Eine norddeutsche Liebe

Warum norddeutschen Städte in Feiningers Werk immer wiederkehren? Feininger hat die norddeutsche Kulturlandschaft zeitlebens geliebt und notierte im Exil immer wieder, er habe sich nie ganz mit der amerikanischen Landschaft angefreundet. Und so kam es wohl, dass er nicht nur Skizzen auf Papier, sondern auch Ideal- und Prototypen in seinem Gedächtnis hortete, Ikonen der verlassenen Heimat und innere Zuflucht des Exilierten.

Da ist es folgerichtig, dass diese beiden Lübeck-Bilder – das frühe expressionistische und das späte, fast impressionistische – in der Ausstellung nebeneinander hängen.
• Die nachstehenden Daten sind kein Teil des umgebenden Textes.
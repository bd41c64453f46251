//! Shared test utilities: an in-memory [`Fetcher`], source contexts, and
//! photo/listing builders.
//!
//! # Usage
//!
//! ```rust
//! use crate::test_helpers::*;
//!
//! let fetcher = FakeFetcher::new()
//!     .json("https://api.example.com/photos", json!([{"src": "a.jpg"}]))
//!     .status("https://broken.example.com/", 500);
//! let photos = fetch_api(&fetcher, "https://api.example.com/photos", &test_context())?;
//! assert!(fetcher.was_requested("https://api.example.com/photos"));
//! ```

use std::cell::RefCell;
use std::collections::HashMap;

use serde_json::Value;
use url::Url;

use crate::config::GalleryConfig;
use crate::sources::{FetchResponse, Fetcher, SourceContext, SourceError};
use crate::types::PhotoRecord;

pub const TEST_BASE_URL: &str = "https://trips.example.com/";

// =========================================================================
// Fake fetcher
// =========================================================================

enum Canned {
    Response { status: u16, body: String },
    TransportError(String),
}

/// In-memory fetcher. Unknown locations answer 404; every request is logged
/// so tests can assert on what was (not) fetched.
#[derive(Default)]
pub struct FakeFetcher {
    routes: HashMap<String, Canned>,
    requests: RefCell<Vec<String>>,
}

impl FakeFetcher {
    pub fn new() -> Self {
        Self::default()
    }

    /// Serve `value` as a 200 JSON response at `location`.
    pub fn json(self, location: &str, value: Value) -> Self {
        self.body(location, 200, &value.to_string())
    }

    /// Serve an empty body with `status`.
    pub fn status(self, location: &str, status: u16) -> Self {
        self.body(location, status, "")
    }

    pub fn body(mut self, location: &str, status: u16, body: &str) -> Self {
        self.routes.insert(
            location.to_string(),
            Canned::Response {
                status,
                body: body.to_string(),
            },
        );
        self
    }

    /// Fail `location` at the transport level (e.g. DNS failure).
    pub fn unreachable(mut self, location: &str) -> Self {
        self.routes.insert(
            location.to_string(),
            Canned::TransportError("connection refused".into()),
        );
        self
    }

    pub fn request_count(&self) -> usize {
        self.requests.borrow().len()
    }

    pub fn requests(&self) -> Vec<String> {
        self.requests.borrow().clone()
    }

    pub fn was_requested(&self, location: &str) -> bool {
        self.requests.borrow().iter().any(|r| r == location)
    }
}

impl Fetcher for FakeFetcher {
    fn get(&self, location: &str) -> Result<FetchResponse, SourceError> {
        self.requests.borrow_mut().push(location.to_string());
        match self.routes.get(location) {
            Some(Canned::Response { status, body }) => Ok(FetchResponse {
                url: location.to_string(),
                status: *status,
                body: body.clone(),
            }),
            Some(Canned::TransportError(message)) => Err(SourceError::Transport {
                url: location.to_string(),
                message: message.clone(),
            }),
            None => Ok(FetchResponse {
                url: location.to_string(),
                status: 404,
                body: String::new(),
            }),
        }
    }
}

// =========================================================================
// Builders
// =========================================================================

pub fn test_base_url() -> Url {
    Url::parse(TEST_BASE_URL).unwrap()
}

/// Gallery config for "Australia" with no sources configured.
pub fn test_gallery() -> GalleryConfig {
    GalleryConfig::new("australia", "Australia")
}

/// Source context for "Australia" on the test base URL.
pub fn test_context() -> SourceContext {
    SourceContext::new(&test_gallery(), &test_base_url())
}

/// A OneDrive listing entry for an image with a download URL.
pub fn share_entry(id: &str, name: &str) -> Value {
    serde_json::json!({
        "id": id,
        "name": name,
        "file": {"mimeType": "image/jpeg"},
        "@content.downloadUrl": format!("https://dl.example.com/{id}/{name}"),
    })
}

/// `n` distinct photos titled "Photo 1".."Photo n".
pub fn sample_photos(n: usize) -> Vec<PhotoRecord> {
    (1..=n)
        .map(|i| PhotoRecord {
            src: format!("https://cdn.example.com/{i}.jpg"),
            title: format!("Photo {i}"),
            description: format!("Description {i}"),
        })
        .collect()
}
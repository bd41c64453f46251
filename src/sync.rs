//! Local sync: copy a folder of photos into the site and write its manifest.
//!
//! ```text
//! ~/Pictures/Australia/            content/
//! ├── IMG_0001.JPG        sync     ├── images/australia/
//! ├── harbour-bridge.png  ─────▶   │   ├── australia-1.jpg
//! └── notes.txt (skipped)          │   └── australia-2.png
//!                                  └── data/australia.json
//! ```
//!
//! Files are taken from the top level of the source folder only, filtered to
//! `.jpg .jpeg .png .webp`, and ordered by lowercase filename. Each is copied
//! as `<trip>-<n>.<ext>`; a target whose SHA-256 already matches the source is
//! left alone, so re-running a sync over an unchanged folder copies nothing.
//!
//! The manifest is what the local source adapter reads: one
//! `{src, title, name}` row per photo, `src` relative to the site root.

use crate::naming;
use serde::{Deserialize, Serialize};
use sha2::{Digest, Sha256};
use std::fs;
use std::io;
use std::path::{Path, PathBuf};
use thiserror::Error;
use walkdir::WalkDir;

pub const SUPPORTED_EXTENSIONS: [&str; 4] = ["jpg", "jpeg", "png", "webp"];

#[derive(Error, Debug)]
pub enum SyncError {
    #[error("source folder not found: {0}")]
    SourceNotFound(PathBuf),
    #[error("no supported image files found in {0} (expected .jpg, .jpeg, .png or .webp)")]
    NoImages(PathBuf),
    #[error("trip name is empty")]
    EmptyTrip,
    #[error("IO error: {0}")]
    Io(#[from] io::Error),
    #[error("walk error: {0}")]
    Walk(#[from] walkdir::Error),
    #[error("JSON error: {0}")]
    Json(#[from] serde_json::Error),
}

/// One row of a local manifest.
#[derive(Debug, Clone, PartialEq, Eq, Serialize, Deserialize)]
pub struct ManifestRow {
    pub src: String,
    pub title: String,
    pub name: String,
}

#[derive(Debug)]
pub struct SyncReport {
    pub trip: String,
    pub rows: Vec<ManifestRow>,
    pub copied: usize,
    pub unchanged: usize,
    pub image_dir: PathBuf,
    pub manifest_path: PathBuf,
}

/// Normalize a trip name to its directory form (`"Gold Coast"` → `"gold-coast"`).
pub fn trip_slug(trip: &str) -> String {
    trip.trim().to_lowercase().replace(' ', "-")
}

/// Manifest location for a trip, relative to the content root.
pub fn manifest_path(content_root: &Path, trip: &str) -> PathBuf {
    content_root.join("data").join(format!("{trip}.json"))
}

fn is_supported(path: &Path) -> bool {
    path.extension()
        .and_then(|e| e.to_str())
        .map(|e| SUPPORTED_EXTENSIONS.contains(&e.to_lowercase().as_str()))
        .unwrap_or(false)
}

/// Supported image files directly inside `source_dir`, sorted by lowercase name.
pub fn collect_images(source_dir: &Path) -> Result<Vec<PathBuf>, SyncError> {
    let mut files = Vec::new();
    for entry in WalkDir::new(source_dir).min_depth(1).max_depth(1) {
        let entry = entry?;
        if entry.file_type().is_file() && is_supported(entry.path()) {
            files.push(entry.into_path());
        }
    }
    files.sort_by_key(|p| {
        p.file_name()
            .map(|n| n.to_string_lossy().to_lowercase())
            .unwrap_or_default()
    });
    Ok(files)
}

/// SHA-256 of a file's contents, hex encoded.
pub fn hash_file(path: &Path) -> io::Result<String> {
    let bytes = fs::read(path)?;
    let digest = Sha256::digest(&bytes);
    Ok(format!("{:x}", digest))
}

fn unchanged(source: &Path, target: &Path) -> io::Result<bool> {
    if !target.exists() {
        return Ok(false);
    }
    Ok(hash_file(source)? == hash_file(target)?)
}

pub fn sync_gallery(
    source_dir: &Path,
    content_root: &Path,
    trip: &str,
    max_files: Option<usize>,
) -> Result<SyncReport, SyncError> {
    let trip = trip_slug(trip);
    if trip.is_empty() {
        return Err(SyncError::EmptyTrip);
    }
    if !source_dir.is_dir() {
        return Err(SyncError::SourceNotFound(source_dir.to_path_buf()));
    }

    let mut files = collect_images(source_dir)?;
    if let Some(max) = max_files {
        files.truncate(max);
    }
    if files.is_empty() {
        return Err(SyncError::NoImages(source_dir.to_path_buf()));
    }

    let image_dir = content_root.join("images").join(&trip);
    let manifest_path = manifest_path(content_root, &trip);
    fs::create_dir_all(&image_dir)?;
    if let Some(parent) = manifest_path.parent() {
        fs::create_dir_all(parent)?;
    }

    let mut rows = Vec::with_capacity(files.len());
    let mut copied = 0;
    let mut skipped = 0;

    for (i, source) in files.iter().enumerate() {
        let index = i + 1;
        let original_name = source
            .file_name()
            .map(|n| n.to_string_lossy().into_owned())
            .unwrap_or_default();
        let ext = source
            .extension()
            .map(|e| e.to_string_lossy().to_lowercase())
            .unwrap_or_default();
        let new_name = format!("{trip}-{index}.{ext}");
        let target = image_dir.join(&new_name);

        if unchanged(source, &target)? {
            log::debug!("{new_name} unchanged");
            skipped += 1;
        } else {
            fs::copy(source, &target)?;
            log::debug!("copied {} -> {new_name}", source.display());
            copied += 1;
        }

        rows.push(ManifestRow {
            src: format!("images/{trip}/{new_name}"),
            title: naming::title_from_filename(&original_name)
                .unwrap_or_else(|| format!("Photo {index}")),
            name: original_name,
        });
    }

    fs::write(&manifest_path, serde_json::to_string_pretty(&rows)?)?;
    log::info!(
        "synced {} photos for {trip} ({copied} copied, {skipped} unchanged)",
        rows.len()
    );

    Ok(SyncReport {
        trip,
        rows,
        copied,
        unchanged: skipped,
        image_dir,
        manifest_path,
    })
}

#[cfg(test)]
mod tests {
    use super::*;
    use tempfile::TempDir;

    fn source_with(files: &[(&str, &str)]) -> TempDir {
        let tmp = TempDir::new().unwrap();
        for (name, body) in files {
            fs::write(tmp.path().join(name), body).unwrap();
        }
        tmp
    }

    #[test]
    fn collects_supported_sorted_case_insensitively() {
        let src = source_with(&[
            ("b.PNG", "b"),
            ("A.jpg", "a"),
            ("c.webp", "c"),
            ("notes.txt", "n"),
            ("raw.cr2", "r"),
        ]);
        fs::create_dir(src.path().join("nested.jpg")).unwrap();
        let names: Vec<String> = collect_images(src.path())
            .unwrap()
            .iter()
            .map(|p| p.file_name().unwrap().to_string_lossy().into_owned())
            .collect();
        assert_eq!(names, vec!["A.jpg", "b.PNG", "c.webp"]);
    }

    #[test]
    fn sync_copies_and_writes_manifest() {
        let src = source_with(&[
            ("harbour-bridge.JPG", "one"),
            ("20240312_151500.png", "two"),
        ]);
        let site = TempDir::new().unwrap();

        let report = sync_gallery(src.path(), site.path(), "Gold Coast", None).unwrap();
        assert_eq!(report.trip, "gold-coast");
        assert_eq!(report.copied, 2);

        let image_dir = site.path().join("images/gold-coast");
        assert_eq!(fs::read(image_dir.join("gold-coast-1.png")).unwrap(), b"two");
        assert_eq!(fs::read(image_dir.join("gold-coast-2.jpg")).unwrap(), b"one");

        let json = fs::read_to_string(site.path().join("data/gold-coast.json")).unwrap();
        let rows: Vec<ManifestRow> = serde_json::from_str(&json).unwrap();
        assert_eq!(
            rows[0],
            ManifestRow {
                src: "images/gold-coast/gold-coast-1.png".into(),
                title: "12 Mar 2024, 03:15 PM".into(),
                name: "20240312_151500.png".into(),
            }
        );
        assert_eq!(rows[1].title, "harbour bridge");
    }

    #[test]
    fn resync_skips_unchanged_files() {
        let src = source_with(&[("a.jpg", "a"), ("b.jpg", "b")]);
        let site = TempDir::new().unwrap();
        sync_gallery(src.path(), site.path(), "dubai", None).unwrap();

        fs::write(src.path().join("b.jpg"), b"edited").unwrap();
        let report = sync_gallery(src.path(), site.path(), "dubai", None).unwrap();
        assert_eq!(report.unchanged, 1);
        assert_eq!(report.copied, 1);
        assert_eq!(
            fs::read(site.path().join("images/dubai/dubai-2.jpg")).unwrap(),
            b"edited"
        );
    }

    #[test]
    fn max_limits_count() {
        let src = source_with(&[("a.jpg", "a"), ("b.jpg", "b"), ("c.jpg", "c")]);
        let site = TempDir::new().unwrap();
        let report = sync_gallery(src.path(), site.path(), "dubai", Some(2)).unwrap();
        assert_eq!(report.rows.len(), 2);
        assert!(!site.path().join("images/dubai/dubai-3.jpg").exists());
    }

    #[test]
    fn empty_stem_falls_back_to_photo_number() {
        let src = source_with(&[("_.jpg", "x")]);
        let site = TempDir::new().unwrap();
        let report = sync_gallery(src.path(), site.path(), "dubai", None).unwrap();
        assert_eq!(report.rows[0].title, "Photo 1");
    }

    #[test]
    fn errors() {
        let site = TempDir::new().unwrap();
        let missing = site.path().join("nope");
        assert!(matches!(
            sync_gallery(&missing, site.path(), "dubai", None),
            Err(SyncError::SourceNotFound(_))
        ));

        let src = source_with(&[("notes.txt", "n")]);
        assert!(matches!(
            sync_gallery(src.path(), site.path(), "dubai", None),
            Err(SyncError::NoImages(_))
        ));
        assert!(matches!(
            sync_gallery(src.path(), site.path(), "  ", None),
            Err(SyncError::EmptyTrip)
        ));
    }

    #[test]
    fn hash_file_changes_with_content() {
        let tmp = TempDir::new().unwrap();
        let path = tmp.path().join("test.bin");
        fs::write(&path, b"version 1").unwrap();
        let h1 = hash_file(&path).unwrap();
        fs::write(&path, b"version 2").unwrap();
        assert_ne!(h1, hash_file(&path).unwrap());
        assert_eq!(h1.len(), 64);
    }
}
Sie spannen einen Bogen, der sich nicht um stilistische Chronologie schert: Sicherlich kann man den Rückgriff auf impressionistische Farben und Formen im Spätwerk als Rückschritt lesen. Man kann es aber auch Distanzierung von den Extremen der frühen Jahre deuten. Wenn man zudem bedenkt, dass die Expressionisten ihre Kunst auch synästhetisch verstanden, wirkt das späte Gemälde wie ein Fade-out. Es lässt Farben und Töne nach einem letzten Blick zurück verklingen.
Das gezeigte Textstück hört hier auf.